▶ _What the task requires_
Using the listing below, select the lines with the word "Smelter" and copy them.

▶ _Recorded data_
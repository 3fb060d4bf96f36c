//! Exponential backoff for wiki requests.
//!
//! [`RetryPolicy::delay_for_attempt`] is a pure function of the attempt
//! number; [`RetryState`] is the explicit state machine the fetcher and the
//! enumerator step through:
//!
//! ```text
//! Attempting(1) --[transient failure]--> Attempting(2) ... Attempting(max)
//!       |                                                       |
//!   [success]                                          [transient failure]
//!       v                                                       v
//!   Succeeded                                               Exhausted
//! ```

use std::time::Duration;

/// Retry configuration with exponential backoff.
///
/// Delay before attempt `n + 1` is `base_delay * 2^(n - 1)`, capped at
/// `max_delay`, plus up to `jitter` of random noise.
#[derive(Debug, Clone, PartialEq, Eq)]
pub struct RetryPolicy {
    /// Total attempts, including the first one.
    pub max_attempts: u32,
    pub base_delay: Duration,
    pub max_delay: Duration,
    pub jitter: Duration,
}

impl Default for RetryPolicy {
    fn default() -> Self {
        Self {
            max_attempts: 5,
            base_delay: Duration::from_millis(500),
            max_delay: Duration::from_secs(30),
            jitter: Duration::from_millis(250),
        }
    }
}

impl RetryPolicy {
    pub fn new(max_attempts: u32, base_delay: Duration, max_delay: Duration) -> Self {
        Self {
            max_attempts: max_attempts.max(1),
            base_delay,
            max_delay,
            jitter: Duration::ZERO,
        }
    }

    pub fn with_jitter(mut self, jitter: Duration) -> Self {
        self.jitter = jitter;
        self
    }

    /// No waiting between attempts. Used by tests.
    pub fn immediate(max_attempts: u32) -> Self {
        Self::new(max_attempts, Duration::ZERO, Duration::ZERO)
    }

    /// Backoff after failed attempt `attempt` (1-indexed), without jitter.
    pub fn delay_for_attempt(&self, attempt: u32) -> Duration {
        let exponent = attempt.saturating_sub(1).min(16);
        let delay = self.base_delay.saturating_mul(1u32 << exponent);
        std::cmp::min(delay, self.max_delay)
    }

    /// Backoff after failed attempt `attempt` with jitter applied.
    pub fn jittered_delay(&self, attempt: u32) -> Duration {
        let delay = self.delay_for_attempt(attempt);
        if self.jitter.is_zero() {
            return delay;
        }
        delay + Duration::from_millis(crate::util::rand_jitter_ms(self.jitter.as_millis() as u64))
    }
}

/// Where a retried operation currently stands.
#[derive(Debug, Clone, Copy, PartialEq, Eq)]
pub enum RetryState {
    /// About to make attempt `n` (1-indexed).
    Attempting(u32),
    Succeeded,
    Exhausted,
}

impl RetryState {
    pub fn start() -> Self {
        RetryState::Attempting(1)
    }

    pub fn on_success(self) -> Self {
        RetryState::Succeeded
    }

    /// Step after a transient failure, returning the delay to wait before the
    /// next attempt (`None` once exhausted).
    pub fn on_transient_failure(self, policy: &RetryPolicy) -> (Self, Option<Duration>) {
        match self {
            RetryState::Attempting(n) if n < policy.max_attempts => (
                RetryState::Attempting(n + 1),
                Some(policy.jittered_delay(n)),
            ),
            RetryState::Attempting(_) => (RetryState::Exhausted, None),
            terminal => (terminal, None),
        }
    }

    pub fn attempt(&self) -> Option<u32> {
        match self {
            RetryState::Attempting(n) => Some(*n),
            _ => None,
        }
    }

    pub fn is_terminal(&self) -> bool {
        !matches!(self, RetryState::Attempting(_))
    }
}

#[cfg(test)]
mod tests {
    use super::*;

    #[test]
    fn test_delay_doubles_and_caps() {
        let policy = RetryPolicy::new(10, Duration::from_millis(100), Duration::from_secs(1));
        assert_eq!(policy.delay_for_attempt(1), Duration::from_millis(100));
        assert_eq!(policy.delay_for_attempt(2), Duration::from_millis(200));
        assert_eq!(policy.delay_for_attempt(3), Duration::from_millis(400));
        assert_eq!(policy.delay_for_attempt(4), Duration::from_millis(800));
        assert_eq!(policy.delay_for_attempt(5), Duration::from_secs(1));
        assert_eq!(policy.delay_for_attempt(60), Duration::from_secs(1));
    }

    #[test]
    fn test_jitter_is_bounded() {
        let policy = RetryPolicy::new(3, Duration::from_millis(100), Duration::from_secs(1))
            .with_jitter(Duration::from_millis(50));
        for _ in 0..100 {
            let d = policy.jittered_delay(1);
            assert!(d >= Duration::from_millis(100));
            assert!(d < Duration::from_millis(150));
        }
    }

    #[test]
    fn test_state_machine_exhausts_after_max_attempts() {
        let policy = RetryPolicy::immediate(3);
        let state = RetryState::start();
        assert_eq!(state.attempt(), Some(1));

        let (state, delay) = state.on_transient_failure(&policy);
        assert_eq!(state, RetryState::Attempting(2));
        assert_eq!(delay, Some(Duration::ZERO));

        let (state, _) = state.on_transient_failure(&policy);
        assert_eq!(state, RetryState::Attempting(3));

        let (state, delay) = state.on_transient_failure(&policy);
        assert_eq!(state, RetryState::Exhausted);
        assert!(delay.is_none());
        assert!(state.is_terminal());
    }

    #[test]
    fn test_success_is_terminal() {
        let policy = RetryPolicy::immediate(3);
        let state = RetryState::start().on_success();
        assert_eq!(state, RetryState::Succeeded);
        assert_eq!(state.on_transient_failure(&policy).0, RetryState::Succeeded);
    }

    #[test]
    fn test_single_attempt_policy_never_retries() {
        let policy = RetryPolicy::immediate(0);
        assert_eq!(policy.max_attempts, 1);
        let (state, _) = RetryState::start().on_transient_failure(&policy);
        assert_eq!(state, RetryState::Exhausted);
    }
}
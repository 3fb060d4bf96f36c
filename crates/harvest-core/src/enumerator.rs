use std::collections::{HashSet, VecDeque};

use crate::error::AppError;
use crate::models::{ListCursor, PageId, PageListing, PageTask};
use crate::retry::{RetryPolicy, RetryState};
use crate::traits::PageSource;

/// Lazily walks a [`PageSource`] listing, one batch at a time.
///
/// Each page id is yielded at most once per enumerator, even when the
/// listing returns it under several categories. A listing failure that
/// survives the retry policy ends the walk with [`AppError::Enumeration`].
pub struct PageEnumerator<S> {
    source: S,
    policy: RetryPolicy,
    /// Cursor of the next batch to list; `None` once the listing is done.
    next: Option<ListCursor>,
    /// Cursor the most recently listed batch came from.
    batch: Option<ListCursor>,
    buffer: VecDeque<PageTask>,
    seen: HashSet<PageId>,
}

impl<S: PageSource> PageEnumerator<S> {
    /// Start at `start`, or at the beginning of the listing when `None`.
    pub fn new(source: S, start: Option<ListCursor>, policy: RetryPolicy) -> Self {
        Self {
            source,
            policy,
            next: Some(start.unwrap_or_default()),
            batch: None,
            buffer: VecDeque::new(),
            seen: HashSet::new(),
        }
    }

    /// Cursor the current batch was listed from. Restarting an enumerator
    /// from it re-yields the whole batch.
    pub fn batch_cursor(&self) -> Option<&ListCursor> {
        self.batch.as_ref()
    }

    /// Cursor of the batch after the current one (`None` when exhausted).
    pub fn next_cursor(&self) -> Option<&ListCursor> {
        self.next.as_ref()
    }

    pub fn is_exhausted(&self) -> bool {
        self.next.is_none() && self.buffer.is_empty()
    }

    /// Next page, listing another batch only when the buffer is empty.
    pub async fn next_page(&mut self) -> Result<Option<PageTask>, AppError> {
        loop {
            if let Some(task) = self.buffer.pop_front() {
                return Ok(Some(task));
            }
            match self.list_next().await? {
                Some(pages) => self.buffer.extend(pages),
                None => return Ok(None),
            }
        }
    }

    /// Drain the buffer or list the next batch, returning it whole.
    ///
    /// A batch may be empty when every page in it was already yielded.
    pub async fn next_batch(&mut self) -> Result<Option<Vec<PageTask>>, AppError> {
        if !self.buffer.is_empty() {
            return Ok(Some(self.buffer.drain(..).collect()));
        }
        self.list_next().await
    }

    /// List one batch. State only changes once the listing succeeded, so
    /// dropping this future part-way is harmless.
    async fn list_next(&mut self) -> Result<Option<Vec<PageTask>>, AppError> {
        let Some(cursor) = self.next.clone() else {
            return Ok(None);
        };

        let listing = self.list_with_retry(&cursor).await?;
        let total = listing.pages.len();
        let pages: Vec<PageTask> = listing
            .pages
            .into_iter()
            .filter(|task| self.seen.insert(task.page_id))
            .collect();

        tracing::debug!(
            cursor = %cursor,
            listed = total,
            new = pages.len(),
            "Listed batch"
        );

        self.batch = Some(cursor);
        self.next = listing.next;
        Ok(Some(pages))
    }

    async fn list_with_retry(
        &self,
        cursor: &ListCursor,
    ) -> Result<PageListing, AppError> {
        let mut state = RetryState::start();
        loop {
            let attempt = state.attempt().unwrap_or(1);
            let error = match self.source.list_pages(cursor).await {
                Ok(listing) => return Ok(listing),
                Err(e) => e,
            };

            let delay = if error.is_retryable() {
                let (next, delay) = state.on_transient_failure(&self.policy);
                state = next;
                delay
            } else {
                None
            };

            let Some(delay) = delay else {
                return Err(AppError::Enumeration(format!(
                    "listing at {cursor} failed after {attempt} attempt(s): {error}"
                )));
            };

            tracing::warn!(
                cursor = %cursor,
                attempt,
                delay_ms = %delay.as_millis(),
                error = %error,
                "Listing failed, retrying"
            );
            tokio::time::sleep(delay).await;
        }
    }
}
use std::collections::BTreeMap;
use std::path::{Path, PathBuf};

use crate::entity::EntityRecord;
use crate::error::AppError;
use crate::extractor::Extractor;
use crate::models::{PageId, RawPage};
use crate::raw_store::RawPageStore;
use crate::schema::EntityKind;
use crate::util::write_json_atomic;

/// Deduplicated records grouped by kind, each list ordered by name.
#[derive(Debug, Clone, Default, PartialEq)]
pub struct FormattedRecords {
    pub records: BTreeMap<EntityKind, Vec<EntityRecord>>,
}

/// What a format pass saw.
#[derive(Debug, Clone, Default)]
pub struct FormatReport {
    pub pages: usize,
    /// Raw files that could not be read.
    pub unreadable: usize,
    /// Pages no kind matched (or without any usable name).
    pub unrecognized: Vec<(PageId, String)>,
    /// Records dropped because a fresher page had the same kind and name.
    pub duplicates: usize,
}

impl FormattedRecords {
    pub fn get(&self, kind: EntityKind) -> &[EntityRecord] {
        self.records.get(&kind).map(Vec::as_slice).unwrap_or_default()
    }

    /// All records, kind by kind.
    pub fn iter(&self) -> impl Iterator<Item = &EntityRecord> {
        self.records.values().flatten()
    }

    pub fn len(&self) -> usize {
        self.records.values().map(Vec::len).sum()
    }

    pub fn is_empty(&self) -> bool {
        self.len() == 0
    }

    pub fn counts(&self) -> BTreeMap<EntityKind, usize> {
        EntityKind::ALL
            .iter()
            .map(|kind| (*kind, self.get(*kind).len()))
            .collect()
    }

    pub fn file_for(dir: &Path, kind: EntityKind) -> PathBuf {
        dir.join(format!("{}.json", kind.as_str()))
    }

    /// Write one `<kind>.json` array per kind, replacing earlier exports.
    pub fn write_dir(&self, dir: &Path) -> Result<Vec<PathBuf>, AppError> {
        let mut written = Vec::with_capacity(EntityKind::ALL.len());
        for kind in EntityKind::ALL {
            let path = Self::file_for(dir, kind);
            write_json_atomic(&path, self.get(kind))?;
            written.push(path);
        }
        tracing::info!(dir = %dir.display(), records = self.len(), "Records exported");
        Ok(written)
    }

    /// Read an export back. Missing kind files are treated as empty.
    pub fn read_dir(dir: &Path) -> Result<Self, AppError> {
        let mut records = BTreeMap::new();
        for kind in EntityKind::ALL {
            let path = Self::file_for(dir, kind);
            let raw = match std::fs::read_to_string(&path) {
                Ok(raw) => raw,
                Err(e) if e.kind() == std::io::ErrorKind::NotFound => continue,
                Err(e) => return Err(e.into()),
            };
            let list: Vec<EntityRecord> = serde_json::from_str(&raw).map_err(|e| {
                AppError::StorageError(format!("Invalid export {}: {e}", path.display()))
            })?;
            if let Some(stray) = list.iter().find(|r| r.kind != kind) {
                return Err(AppError::StorageError(format!(
                    "{} contains a {} record ({})",
                    path.display(),
                    stray.kind,
                    stray.name
                )));
            }
            if !list.is_empty() {
                records.insert(kind, list);
            }
        }
        Ok(Self { records })
    }
}

/// Applies the [`Extractor`] across raw pages and deduplicates the result.
#[derive(Debug, Default, Clone, Copy)]
pub struct Formatter;

impl Formatter {
    pub fn format_all<'a, I>(pages: I) -> FormattedRecords
    where
        I: IntoIterator<Item = &'a RawPage>,
    {
        Self::format_pages(pages).0
    }

    /// Extract every page. For records sharing a kind and name, the one
    /// from the most recently fetched page wins (ties: larger page id).
    pub fn format_pages<'a, I>(pages: I) -> (FormattedRecords, FormatReport)
    where
        I: IntoIterator<Item = &'a RawPage>,
    {
        let mut report = FormatReport::default();
        let mut latest: BTreeMap<(EntityKind, String), EntityRecord> = BTreeMap::new();

        for page in pages {
            report.pages += 1;
            let Some(record) = Extractor::extract(page) else {
                tracing::debug!(page_id = %page.page_id, title = %page.title, "No entity recognised");
                report.unrecognized.push((page.page_id, page.title.clone()));
                continue;
            };

            let key = (record.kind, record.name.clone());
            match latest.get(&key) {
                Some(existing) if !is_fresher(&record, existing) => {
                    report.duplicates += 1;
                }
                Some(_) => {
                    report.duplicates += 1;
                    latest.insert(key, record);
                }
                None => {
                    latest.insert(key, record);
                }
            }
        }

        let mut records: BTreeMap<EntityKind, Vec<EntityRecord>> = BTreeMap::new();
        // BTreeMap order is (kind, name), so each list comes out name-ordered.
        for ((kind, _), record) in latest {
            records.entry(kind).or_default().push(record);
        }

        (FormattedRecords { records }, report)
    }

    /// Format every page in a raw store; unreadable files are counted and
    /// skipped.
    pub fn format_dir(store: &RawPageStore) -> Result<(FormattedRecords, FormatReport), AppError> {
        let scan = store.scan()?;
        let (records, mut report) = Self::format_pages(&scan.pages);
        report.unreadable = scan.unreadable.len();
        tracing::info!(
            pages = report.pages,
            records = records.len(),
            unrecognized = report.unrecognized.len(),
            duplicates = report.duplicates,
            unreadable = report.unreadable,
            "Formatted raw pages"
        );
        Ok((records, report))
    }
}

fn is_fresher(candidate: &EntityRecord, current: &EntityRecord) -> bool {
    (candidate.source.fetched_at, candidate.source.page_id)
        > (current.source.fetched_at, current.source.page_id)
}
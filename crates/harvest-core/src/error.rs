use thiserror::Error;

/// Application-wide error types for the harvester.
#[derive(Error, Debug)]
pub enum AppError {
    /// Non-success HTTP status from the wiki API.
    #[error("HTTP {status} for {url}")]
    HttpStatus { status: u16, url: String },

    /// Any other HTTP client failure (bad request construction, body read).
    #[error("HTTP error: {0}")]
    HttpError(String),

    /// The wiki reports the page as missing, or it has no revisions.
    #[error("Page not found: {0}")]
    PageNotFound(String),

    /// The wiki answered, but not with something we can decode.
    #[error("Malformed response: {0}")]
    MalformedResponse(String),

    /// Request timed out.
    #[error("Request timed out after {0} seconds")]
    Timeout(u64),

    /// Rate limit exceeded.
    #[error("Rate limit exceeded")]
    RateLimitExceeded,

    /// Network/connection error.
    #[error("Network error: {0}")]
    NetworkError(String),

    /// Page listing could not be retrieved; the run cannot continue safely.
    #[error("Enumeration failed: {0}")]
    Enumeration(String),

    /// Raw page files or progress file could not be read or written.
    #[error("Storage error: {0}")]
    StorageError(String),

    /// Database operation failed.
    #[error("Database error: {0}")]
    DatabaseError(String),

    /// Filter expression could not be parsed or refers to an unknown field.
    #[error("Query error: {0}")]
    QueryError(String),

    /// Invalid or missing configuration.
    #[error("Configuration error: {0}")]
    ConfigError(String),

    /// JSON serialization/deserialization failed.
    #[error("Serialization error: {0}")]
    SerializationError(#[from] serde_json::Error),
}

impl AppError {
    /// Returns true if this error is transient and worth retrying.
    pub fn is_retryable(&self) -> bool {
        match self {
            AppError::NetworkError(_) | AppError::Timeout(_) | AppError::RateLimitExceeded => true,
            AppError::HttpStatus { status, .. } => {
                *status == 408 || *status == 429 || (500..600).contains(status)
            }
            AppError::HttpError(msg) => {
                msg.contains("timeout") || msg.contains("connect") || msg.contains("reset")
            }
            _ => false,
        }
    }

    /// Returns true if the error means storage is unavailable, which is fatal
    /// for whichever stage hit it.
    pub fn is_storage(&self) -> bool {
        matches!(self, AppError::StorageError(_) | AppError::DatabaseError(_))
    }
}

impl From<std::io::Error> for AppError {
    fn from(e: std::io::Error) -> Self {
        AppError::StorageError(e.to_string())
    }
}

#[cfg(test)]
mod tests {
    use super::*;

    fn status(code: u16) -> AppError {
        AppError::HttpStatus {
            status: code,
            url: "https://wiki.test/api.php".into(),
        }
    }

    #[test]
    fn test_retryable_errors() {
        assert!(AppError::NetworkError("reset".into()).is_retryable());
        assert!(AppError::Timeout(30).is_retryable());
        assert!(AppError::RateLimitExceeded.is_retryable());
        assert!(status(429).is_retryable());
        assert!(status(503).is_retryable());
        assert!(status(408).is_retryable());
        assert!(AppError::HttpError("connection reset by peer".into()).is_retryable());
    }

    #[test]
    fn test_permanent_errors() {
        assert!(!status(404).is_retryable());
        assert!(!status(400).is_retryable());
        assert!(!AppError::PageNotFound("Foo".into()).is_retryable());
        assert!(!AppError::MalformedResponse("no query".into()).is_retryable());
        assert!(!AppError::Enumeration("gave up".into()).is_retryable());
    }

    #[test]
    fn test_storage_errors() {
        assert!(AppError::StorageError("disk full".into()).is_storage());
        assert!(AppError::DatabaseError("locked".into()).is_storage());
        assert!(!AppError::Timeout(1).is_storage());

        let io = std::io::Error::new(std::io::ErrorKind::PermissionDenied, "nope");
        assert!(AppError::from(io).is_storage());
    }
}
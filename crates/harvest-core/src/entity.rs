use std::collections::BTreeMap;
use std::fmt;
use std::str::FromStr;

use chrono::{DateTime, Utc};
use serde::{Deserialize, Serialize};

use crate::models::{PageId, RawPage, compute_hash};
use crate::schema::{EntityKind, Field};

#[derive(Debug, Clone, Copy, PartialEq, Eq, Serialize, Deserialize)]
#[serde(rename_all = "lowercase")]
pub enum Gender {
    Male,
    Female,
    Unknown,
}

impl Gender {
    pub fn as_str(&self) -> &'static str {
        match self {
            Gender::Male => "male",
            Gender::Female => "female",
            Gender::Unknown => "unknown",
        }
    }
}

impl FromStr for Gender {
    type Err = String;

    fn from_str(s: &str) -> Result<Self, Self::Err> {
        match s.trim().to_lowercase().as_str() {
            "male" | "m" => Ok(Gender::Male),
            "female" | "f" => Ok(Gender::Female),
            "unknown" => Ok(Gender::Unknown),
            _ => Err(format!("Unknown gender: {}", s)),
        }
    }
}

/// Thrall profession (and the pet/animal pseudo-classes).
#[derive(Debug, Clone, Copy, PartialEq, Eq, Serialize, Deserialize)]
#[serde(rename_all = "lowercase")]
pub enum ThrallClass {
    Alchemist,
    Archer,
    Armorer,
    Bearer,
    Blacksmith,
    Carpenter,
    Cook,
    Entertainer,
    Fighter,
    Performer,
    Priest,
    Smelter,
    Sorcerer,
    Tanner,
    Taskmaster,
    Pet,
    Animal,
}

impl ThrallClass {
    pub fn as_str(&self) -> &'static str {
        match self {
            ThrallClass::Alchemist => "alchemist",
            ThrallClass::Archer => "archer",
            ThrallClass::Armorer => "armorer",
            ThrallClass::Bearer => "bearer",
            ThrallClass::Blacksmith => "blacksmith",
            ThrallClass::Carpenter => "carpenter",
            ThrallClass::Cook => "cook",
            ThrallClass::Entertainer => "entertainer",
            ThrallClass::Fighter => "fighter",
            ThrallClass::Performer => "performer",
            ThrallClass::Priest => "priest",
            ThrallClass::Smelter => "smelter",
            ThrallClass::Sorcerer => "sorcerer",
            ThrallClass::Tanner => "tanner",
            ThrallClass::Taskmaster => "taskmaster",
            ThrallClass::Pet => "pet",
            ThrallClass::Animal => "animal",
        }
    }
}

impl FromStr for ThrallClass {
    type Err = String;

    fn from_str(s: &str) -> Result<Self, Self::Err> {
        let class = match s.trim().to_lowercase().as_str() {
            "alchemist" => ThrallClass::Alchemist,
            "archer" => ThrallClass::Archer,
            "armorer" | "armourer" => ThrallClass::Armorer,
            "bearer" => ThrallClass::Bearer,
            "blacksmith" => ThrallClass::Blacksmith,
            "carpenter" => ThrallClass::Carpenter,
            "cook" => ThrallClass::Cook,
            "entertainer" | "dancer" => ThrallClass::Entertainer,
            "fighter" => ThrallClass::Fighter,
            "performer" => ThrallClass::Performer,
            "priest" => ThrallClass::Priest,
            "smelter" => ThrallClass::Smelter,
            "sorcerer" => ThrallClass::Sorcerer,
            "tanner" => ThrallClass::Tanner,
            "taskmaster" => ThrallClass::Taskmaster,
            "pet" => ThrallClass::Pet,
            "animal" => ThrallClass::Animal,
            _ => return Err(format!("Unknown class: {}", s)),
        };
        Ok(class)
    }
}

#[derive(Debug, Clone, Copy, PartialEq, Eq, Serialize, Deserialize)]
#[serde(rename_all = "snake_case")]
pub enum LevelRate {
    VerySlow,
    Slow,
    Medium,
    Fast,
    VeryFast,
}

impl LevelRate {
    pub fn as_str(&self) -> &'static str {
        match self {
            LevelRate::VerySlow => "very slow",
            LevelRate::Slow => "slow",
            LevelRate::Medium => "medium",
            LevelRate::Fast => "fast",
            LevelRate::VeryFast => "very fast",
        }
    }
}

impl FromStr for LevelRate {
    type Err = String;

    fn from_str(s: &str) -> Result<Self, Self::Err> {
        let key: String = s
            .chars()
            .filter(|c| c.is_alphanumeric())
            .flat_map(char::to_lowercase)
            .collect();
        match key.as_str() {
            "veryslow" => Ok(LevelRate::VerySlow),
            "slow" => Ok(LevelRate::Slow),
            "medium" | "normal" => Ok(LevelRate::Medium),
            "fast" => Ok(LevelRate::Fast),
            "veryfast" => Ok(LevelRate::VeryFast),
            _ => Err(format!("Unknown level rate: {}", s)),
        }
    }
}

/// A typed attribute value.
#[derive(Debug, Clone, PartialEq, Serialize, Deserialize)]
#[serde(tag = "type", content = "value", rename_all = "snake_case")]
pub enum AttributeValue {
    Text(String),
    Number(f64),
    Gender(Gender),
    Class(ThrallClass),
    LevelRate(LevelRate),
    Flag(bool),
    /// A categorical value outside its field's known set, kept verbatim.
    Unknown(String),
}

impl AttributeValue {
    pub fn is_unknown(&self) -> bool {
        matches!(self, AttributeValue::Unknown(_))
    }

    pub fn as_number(&self) -> Option<f64> {
        match self {
            AttributeValue::Number(n) => Some(*n),
            AttributeValue::Text(s) => crate::schema::parse_number(s),
            _ => None,
        }
    }
}

impl fmt::Display for AttributeValue {
    fn fmt(&self, f: &mut fmt::Formatter<'_>) -> fmt::Result {
        match self {
            AttributeValue::Text(s) | AttributeValue::Unknown(s) => write!(f, "{s}"),
            AttributeValue::Number(n) if n.fract() == 0.0 && n.abs() < 1e15 => {
                write!(f, "{}", *n as i64)
            }
            AttributeValue::Number(n) => write!(f, "{n}"),
            AttributeValue::Gender(g) => write!(f, "{}", g.as_str()),
            AttributeValue::Class(c) => write!(f, "{}", c.as_str()),
            AttributeValue::LevelRate(r) => write!(f, "{}", r.as_str()),
            AttributeValue::Flag(true) => write!(f, "yes"),
            AttributeValue::Flag(false) => write!(f, "no"),
        }
    }
}

/// Where a record came from.
#[derive(Debug, Clone, PartialEq, Eq, Serialize, Deserialize)]
pub struct RecordSource {
    pub page_id: PageId,
    pub title: String,
    pub fetched_at: DateTime<Utc>,
    pub content_hash: String,
}

impl From<&RawPage> for RecordSource {
    fn from(page: &RawPage) -> Self {
        Self {
            page_id: page.page_id,
            title: page.title.clone(),
            fetched_at: page.fetched_at,
            content_hash: page.content_hash.clone(),
        }
    }
}

/// One harvested game entity.
///
/// `attributes` never contains [`Field::Name`]; the identity lives in `name`.
#[derive(Debug, Clone, PartialEq, Serialize, Deserialize)]
pub struct EntityRecord {
    pub kind: EntityKind,
    pub name: String,
    pub attributes: BTreeMap<Field, AttributeValue>,
    pub source: RecordSource,
}

impl EntityRecord {
    pub fn new(kind: EntityKind, name: impl Into<String>, source: RecordSource) -> Self {
        Self {
            kind,
            name: name.into(),
            attributes: BTreeMap::new(),
            source,
        }
    }

    pub fn with(mut self, field: Field, value: AttributeValue) -> Self {
        self.attributes.insert(field, value);
        self
    }

    pub fn get(&self, field: Field) -> Option<&AttributeValue> {
        self.attributes.get(&field)
    }

    /// Display text of a field, treating `Name` as the identity.
    pub fn text(&self, field: Field) -> Option<String> {
        match field {
            Field::Name => Some(self.name.clone()),
            _ => self.attributes.get(&field).map(ToString::to_string),
        }
    }

    /// SHA-256 over the identity and attribute values, used to detect
    /// whether an upsert actually changes a stored row.
    pub fn data_hash(&self) -> String {
        let mut canonical = format!("{}\n{}\n", self.kind, self.name);
        for (field, value) in &self.attributes {
            canonical.push_str(field.column());
            canonical.push('=');
            canonical.push_str(&value.to_string());
            canonical.push('\n');
        }
        compute_hash(&canonical)
    }
}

▶ _Exercise solution_
    Smelter,
            ThrallClass::Smelter => "smelter",
            "smelter" => ThrallClass::Smelter,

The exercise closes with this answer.